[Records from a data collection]
▬▬▬
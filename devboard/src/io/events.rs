//! Change notifications for front-ends that mirror project documents.
//!
//! The bus is an ordinary value owned by the caller and passed to whoever
//! publishes; there is no process-wide listener registry.

use std::sync::{Arc, Mutex};

use tracing::warn;

/// A document changed on disk because of a devboard operation.
#[derive(Debug, Clone, PartialEq, Eq)]
pub enum DocumentEvent {
    TasksChanged { project: String },
    LogChanged { project: String },
}

type Listener = Arc<dyn Fn(&DocumentEvent) + Send + Sync>;

#[derive(Default)]
pub struct EventBus {
    listeners: Mutex<Vec<Listener>>,
}

impl EventBus {
    pub fn new() -> Self {
        Self::default()
    }

    pub fn subscribe(&self, listener: impl Fn(&DocumentEvent) + Send + Sync + 'static) {
        match self.listeners.lock() {
            Ok(mut listeners) => listeners.push(Arc::new(listener)),
            Err(_) => warn!("event bus lock poisoned, dropping subscription"),
        }
    }

    /// Deliver `event` to every listener in subscription order.
    ///
    /// Listeners run outside the lock and may subscribe or publish themselves;
    /// a listener added during delivery first sees the next event.
    pub fn publish(&self, event: &DocumentEvent) {
        let listeners = match self.listeners.lock() {
            Ok(listeners) => listeners.clone(),
            Err(_) => {
                warn!(?event, "event bus lock poisoned, dropping event");
                return;
            }
        };
        for listener in &listeners {
            listener(event);
        }
    }
}

impl std::fmt::Debug for EventBus {
    fn fmt(&self, f: &mut std::fmt::Formatter<'_>) -> std::fmt::Result {
        let count = self.listeners.lock().map(|l| l.len()).unwrap_or(0);
        f.debug_struct("EventBus").field("listeners", &count).finish()
    }
}
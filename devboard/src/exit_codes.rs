//! Stable exit codes for devboard CLI commands.

/// Command succeeded.
pub const OK: i32 = 0;
/// Command failed due to invalid arguments, workspace layout, config or documents.
pub const INVALID: i32 = 1;
//! Workspace configuration stored in `<root>/config.toml`.

use std::fs;
use std::path::Path;

use anyhow::{Context, Result, anyhow};
use serde::{Deserialize, Serialize};

use crate::io::write_atomic;

/// Environment variable that overrides `agent.api_key`.
pub const API_KEY_ENV: &str = "ANTHROPIC_API_KEY";

/// Workspace configuration (TOML).
///
/// Intended to be edited by humans. Missing fields default to working values;
/// only the API key has no default.
#[derive(Debug, Clone, Serialize, Deserialize, PartialEq, Eq, Default)]
#[serde(default)]
pub struct DevboardConfig {
    pub agent: AgentConfig,
}

#[derive(Debug, Clone, Serialize, Deserialize, PartialEq, Eq)]
#[serde(default)]
pub struct AgentConfig {
    /// Model identifier sent with every request.
    pub model: String,

    /// Upper bound on generated tokens per model call.
    pub max_tokens: u32,

    /// Base URL of the Messages API.
    pub api_base: String,

    /// Per-request timeout enforced by the HTTP transport.
    pub request_timeout_secs: u64,

    #[serde(skip_serializing_if = "Option::is_none")]
    pub api_key: Option<String>,
}

impl Default for AgentConfig {
    fn default() -> Self {
        Self {
            model: "claude-sonnet-4-5".to_string(),
            max_tokens: 4096,
            api_base: "https://api.anthropic.com".to_string(),
            request_timeout_secs: 120,
            api_key: None,
        }
    }
}

impl DevboardConfig {
    pub fn validate(&self) -> Result<()> {
        if self.agent.model.trim().is_empty() {
            return Err(anyhow!("agent.model must not be empty"));
        }
        if self.agent.max_tokens == 0 {
            return Err(anyhow!("agent.max_tokens must be > 0"));
        }
        if self.agent.request_timeout_secs == 0 {
            return Err(anyhow!("agent.request_timeout_secs must be > 0"));
        }
        let base = &self.agent.api_base;
        if !base.starts_with("http://") && !base.starts_with("https://") {
            return Err(anyhow!("agent.api_base must be an http(s) URL"));
        }
        Ok(())
    }

    /// Prefer a non-empty key from the environment over the file.
    pub fn with_env_api_key(mut self, env_key: Option<String>) -> Self {
        if let Some(key) = env_key.filter(|key| !key.trim().is_empty()) {
            self.agent.api_key = Some(key);
        }
        self.agent.api_key = self.agent.api_key.filter(|key| !key.trim().is_empty());
        self
    }
}

/// Load config from a TOML file.
///
/// If the file is missing, returns `DevboardConfig::default()`.
pub fn load_config(path: &Path) -> Result<DevboardConfig> {
    if !path.exists() {
        let cfg = DevboardConfig::default();
        cfg.validate()?;
        return Ok(cfg);
    }
    let contents = fs::read_to_string(path).with_context(|| format!("read {}", path.display()))?;
    let cfg: DevboardConfig =
        toml::from_str(&contents).with_context(|| format!("parse {}", path.display()))?;
    cfg.validate()?;
    Ok(cfg)
}

/// Atomically write config to disk (temp file + rename).
pub fn write_config(path: &Path, cfg: &DevboardConfig) -> Result<()> {
    cfg.validate()?;
    let mut buf = toml::to_string_pretty(cfg).context("serialize config toml")?;
    buf.push('\n');
    write_atomic(path, &buf, "toml.tmp")
}

#[cfg(test)]
mod tests {
    use super::*;

    #[test]
    fn load_missing_returns_default() {
        let temp = tempfile::tempdir().expect("tempdir");
        let cfg = load_config(&temp.path().join("missing.toml")).expect("load");
        assert_eq!(cfg, DevboardConfig::default());
    }

    #[test]
    fn write_then_load_round_trips() {
        let temp = tempfile::tempdir().expect("tempdir");
        let path = temp.path().join("config.toml");
        let mut cfg = DevboardConfig::default();
        cfg.agent.max_tokens = 1024;
        write_config(&path, &cfg).expect("write");
        let loaded = load_config(&path).expect("load");
        assert_eq!(loaded, cfg);
    }

    #[test]
    fn partial_file_fills_defaults() {
        let temp = tempfile::tempdir().expect("tempdir");
        let path = temp.path().join("config.toml");
        fs::write(&path, "[agent]\nmodel = \"custom-model\"\n").expect("write");
        let cfg = load_config(&path).expect("load");
        assert_eq!(cfg.agent.model, "custom-model");
        assert_eq!(cfg.agent.max_tokens, AgentConfig::default().max_tokens);
    }

    #[test]
    fn zero_max_tokens_is_rejected() {
        let mut cfg = DevboardConfig::default();
        cfg.agent.max_tokens = 0;
        let err = cfg.validate().unwrap_err();
        assert!(err.to_string().contains("max_tokens"));
    }

    #[test]
    fn env_key_wins_and_blank_keys_are_dropped() {
        let mut cfg = DevboardConfig::default();
        cfg.agent.api_key = Some("file-key".to_string());
        let resolved = cfg.clone().with_env_api_key(Some("env-key".to_string()));
        assert_eq!(resolved.agent.api_key.as_deref(), Some("env-key"));

        cfg.agent.api_key = Some("  ".to_string());
        assert_eq!(cfg.with_env_api_key(None).agent.api_key, None);
    }
}
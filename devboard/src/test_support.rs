//! Test-only builders, a scratch workspace and a scripted model transport.

use std::cell::RefCell;
use std::collections::VecDeque;
use std::fs;
use std::path::Path;

use anyhow::{Context, Result};
use chrono::{Days, NaiveDate};
use serde_json::Value;
use tempfile::TempDir;

use crate::core::messages::{ContentBlock, ModelRequest, ModelResponse};
use crate::core::types::{Task, TaskStatus};
use crate::io::log_store::read_log;
use crate::io::task_store::{load_tasks, write_tasks};
use crate::io::transport::{ModelTransport, TransportError};
use crate::io::workspace::{InitOptions, ProjectPaths, Workspace, init_project};

/// Open task with default attributes.
pub fn task(id: u32, description: &str) -> Task {
    Task::new(id, description)
}

pub fn task_with_status(id: u32, description: &str, status: TaskStatus) -> Task {
    let mut task = task(id, description);
    task.status = status;
    task
}

/// Open task created `days_ago` days before `today`.
pub fn dated_task(id: u32, description: &str, today: NaiveDate, days_ago: u64) -> Task {
    let mut task = task(id, description);
    task.created = today.checked_sub_days(Days::new(days_ago));
    task
}

/// A temporary workspace root with one initialized project.
pub struct TestWorkspace {
    temp: TempDir,
    workspace: Workspace,
    paths: ProjectPaths,
}

impl TestWorkspace {
    pub fn new(project: &str) -> Result<Self> {
        let temp = tempfile::tempdir().context("create tempdir")?;
        let paths = init_project(temp.path(), project, &InitOptions { force: false })?;
        Ok(Self {
            workspace: Workspace::new(temp.path()),
            temp,
            paths,
        })
    }

    pub fn path(&self) -> &Path {
        self.temp.path()
    }

    pub fn workspace(&self) -> &Workspace {
        &self.workspace
    }

    pub fn paths(&self) -> &ProjectPaths {
        &self.paths
    }

    pub fn write_tasks(&self, tasks: &[Task]) -> Result<()> {
        write_tasks(&self.paths.tasks_path, tasks)
    }

    /// Write the task document verbatim, bypassing serialization.
    pub fn write_raw_tasks(&self, contents: &str) -> Result<()> {
        fs::write(&self.paths.tasks_path, contents)
            .with_context(|| format!("write {}", self.paths.tasks_path.display()))
    }

    pub fn read_tasks(&self) -> Result<Vec<Task>> {
        load_tasks(&self.paths.tasks_path)
    }

    pub fn write_log(&self, contents: &str) -> Result<()> {
        fs::write(&self.paths.log_path, contents)
            .with_context(|| format!("write {}", self.paths.log_path.display()))
    }

    /// Current log text; empty when the file is missing.
    pub fn read_log(&self) -> Result<String> {
        Ok(read_log(&self.paths.log_path)?.unwrap_or_default())
    }

    pub fn remove_log(&self) -> Result<()> {
        fs::remove_file(&self.paths.log_path)
            .with_context(|| format!("remove {}", self.paths.log_path.display()))
    }
}

/// Final answer with `stop_reason = end_turn`.
pub fn text_response(text: &str) -> ModelResponse {
    ModelResponse {
        content: vec![ContentBlock::text(text)],
        stop_reason: Some("end_turn".to_string()),
    }
}

/// A single tool call with `stop_reason = tool_use`.
pub fn tool_use_response(id: &str, name: &str, input: Value) -> ModelResponse {
    ModelResponse {
        content: vec![ContentBlock::ToolUse {
            id: id.to_string(),
            name: name.to_string(),
            input,
        }],
        stop_reason: Some("tool_use".to_string()),
    }
}

/// Transport that replays queued results and records every request.
///
/// Once the queue is empty it answers with the fallback response, or with a
/// transport error when no fallback is set.
pub struct ScriptedTransport {
    queue: RefCell<VecDeque<Result<ModelResponse, TransportError>>>,
    fallback: Option<ModelResponse>,
    requests: RefCell<Vec<ModelRequest>>,
}

impl ScriptedTransport {
    pub fn new(responses: Vec<Result<ModelResponse, TransportError>>) -> Self {
        Self {
            queue: RefCell::new(responses.into()),
            fallback: None,
            requests: RefCell::new(Vec::new()),
        }
    }

    /// Answer every request with `response`.
    pub fn repeating(response: ModelResponse) -> Self {
        Self {
            fallback: Some(response),
            ..Self::new(Vec::new())
        }
    }

    pub fn requests(&self) -> Vec<ModelRequest> {
        self.requests.borrow().clone()
    }

    pub fn calls(&self) -> usize {
        self.requests.borrow().len()
    }
}

impl ModelTransport for ScriptedTransport {
    fn send(&self, request: &ModelRequest) -> Result<ModelResponse, TransportError> {
        self.requests.borrow_mut().push(request.clone());
        if let Some(next) = self.queue.borrow_mut().pop_front() {
            return next;
        }
        self.fallback
            .clone()
            .ok_or_else(|| TransportError::Other("scripted transport exhausted".to_string()))
    }
}
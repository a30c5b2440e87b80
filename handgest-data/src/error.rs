//! Error types for dataset parsing.

use std::path::PathBuf;
use thiserror::Error;

/// Errors raised while reading gesture recordings from disk.
#[derive(Debug, Error)]
pub enum DataError {
    #[error("label file missing in {path}: {source}")]
    MissingLabelFile {
        path: PathBuf,
        #[source]
        source: std::io::Error,
    },

    #[error("malformed label file {path}: {reason}")]
    MalformedLabelFile { path: PathBuf, reason: String },

    #[error("cannot derive gesture name from {0}")]
    MissingGestureName(PathBuf),

    #[error("unknown gesture '{gesture}' for sample {path}")]
    UnknownGesture { gesture: String, path: PathBuf },

    #[error("invalid label map: {0}")]
    InvalidLabelMap(String),

    #[error("unsupported data type '{0}' (expected 'pcd' or 'proxy')")]
    UnsupportedDataType(String),

    #[error("PCD parsing error in {path}: {reason}")]
    Pcd { path: PathBuf, reason: String },

    #[error("IO error: {0}")]
    Io(#[from] std::io::Error),

    #[error("JSON error: {0}")]
    Json(#[from] serde_json::Error),
}

/// Result type alias for data operations.
pub type Result<T> = std::result::Result<T, DataError>;
//! Fixtures shared by the pipeline tests.

use crate::error::TransformError;
use crate::transform::FrameTransform;
use ndarray::Array3;
use std::fs;
use std::path::{Path, PathBuf};
use tempfile::TempDir;

/// A temporary dataset laid out as `<root>/G01/<gesture>/session/<name>`.
pub struct SampleTree {
    dir: TempDir,
}

impl SampleTree {
    pub fn new() -> Self {
        Self {
            dir: tempfile::tempdir().unwrap(),
        }
    }

    pub fn root(&self) -> &Path {
        self.dir.path()
    }

    /// Create a sample with `frames` empty `NNNN.pcd` files and a `label.txt`.
    pub fn sample(&self, gesture: &str, name: &str, frames: usize, label: &str) -> PathBuf {
        let dir = self.root().join("G01").join(gesture).join("session").join(name);
        fs::create_dir_all(&dir).unwrap();
        for i in 0..frames {
            fs::write(dir.join(format!("{i:04}.pcd")), b"").unwrap();
        }
        fs::write(dir.join("label.txt"), label).unwrap();
        dir
    }
}

/// Encodes `[frame index, sample number, slot]` into a `[1, 1, 3]` tensor.
///
/// The frame index comes from the file stem, the sample number from the
/// digits of the sample folder name (`s12` → 12).
pub struct IndexTransform;

fn digits(s: &str) -> Option<f32> {
    let digits: String = s.chars().filter(char::is_ascii_digit).collect();
    digits.parse::<f32>().ok()
}

impl FrameTransform for IndexTransform {
    fn frame_shape(&self) -> [usize; 3] {
        [1, 1, 3]
    }

    fn apply(&self, frame: &Path, slot: usize) -> Result<Array3<f32>, TransformError> {
        let index = frame
            .file_stem()
            .and_then(|s| s.to_str())
            .and_then(|s| s.parse::<f32>().ok())
            .ok_or_else(|| TransformError::Shape(format!("bad frame name {}", frame.display())))?;
        let sample = frame
            .parent()
            .and_then(Path::file_name)
            .and_then(|s| s.to_str())
            .and_then(digits)
            .unwrap_or(-1.0);
        Ok(Array3::from_shape_vec((1, 1, 3), vec![index, sample, slot as f32]).unwrap())
    }
}

/// Decoded `(frame index, sample number, slot)` of an [`IndexTransform`] tensor.
pub fn decode(frame: &Array3<f32>) -> (usize, usize, usize) {
    (
        frame[[0, 0, 0]] as usize,
        frame[[0, 0, 1]] as usize,
        frame[[0, 0, 2]] as usize,
    )
}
▬▬▬
Filter the data above by the word "disk" and copy every line that matches.

/// A document changed on disk because of a devboard operation.
/// Atomically write config to disk (temp file + rename).
/// Errors raised while reading gesture recordings from disk.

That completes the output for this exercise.